JLIII and Reed will be released.


----------



## edyzbasketball

Reed, Newley and JLIII have to go.

I want Scola, because I've seen him in many games, and hes a strong PF.


----------



## Jizzy

Wow, what a steal for Houston.


----------



## Dean the Master

Great trading nonetheless if Scola lives up to expectation. V-Span still has chance to be good. I think SA will somehow convince him to stay with Spurs.


----------



## Legend-Like

So does this mean were set at PF??


----------



## WhoRocks

Fran freakin Vasquez. Because of him, I don't care what's said by whoever, I'm not gonna get excited until Scola is in Houston having signed a contract. For all we know he could be trying to scare his current team into throwing a few extra dollars his way.


----------



## debarge

jdiggidy said:


> With Jackie Butler here now, do you really think Deke is coming back now? I don't think so.
> 
> Butler is our backup C now. Not very likely but, Hayes might see some time at C too.
> 
> We need one more deal. Haslem and Dorell Wright for Rafer, Sura, and Head. We need to send more players out now than we take in.
> 
> JLIII and Reed will be released.


I would have to agree, DKE will likely _not be offered a deal_. No disrepect, but he will decide to "Retire" again in his Glory. 

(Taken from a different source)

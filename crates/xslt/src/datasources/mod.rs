pub mod xml;

pub use xml::{XmlDocument, XmlNode};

Lucas/Reed will be released. Somebodys' getting sent down to the NBDL aka :biggrin: Austin Torros: take your pick? Butler, Scola, Novak, or Snyder. Butler is likely to be Yao's backup now with this new uptempo/high-to-low post style team, sorry but sacrifices have to be made.
I'm not to sure that Rafer is going to be traded, in fact I doubt it? I've watched Brooks, and though he's pretty good in the 'summer-league' that aint the NBA? One more deal may be in place but I doubt its in the works before the Allstar break??? Meaning either Xmas or the Trading deadline. . .

Frankly we still don't know what the chemistry and defense will be like on this team. If Bonzi will work it, if he doesn't he'll need to be moved; If Rafer/MJ can co-exist; if we'll Desperately need a PF so badly that we take on another bad contract? Who knows? 
I'm glad Silly Vassilliy is gone, good riddence!:azdaja: Hope Scola signs.:yay:


----------



## Fede

WhoRocks said:


> Fran freakin Vasquez. Because of him, I don't care what's said by whoever, I'm not gonna get excited until Scola is in Houston having signed a contract. For all we know he could be trying to scare his current team into throwing a few extra dollars his way.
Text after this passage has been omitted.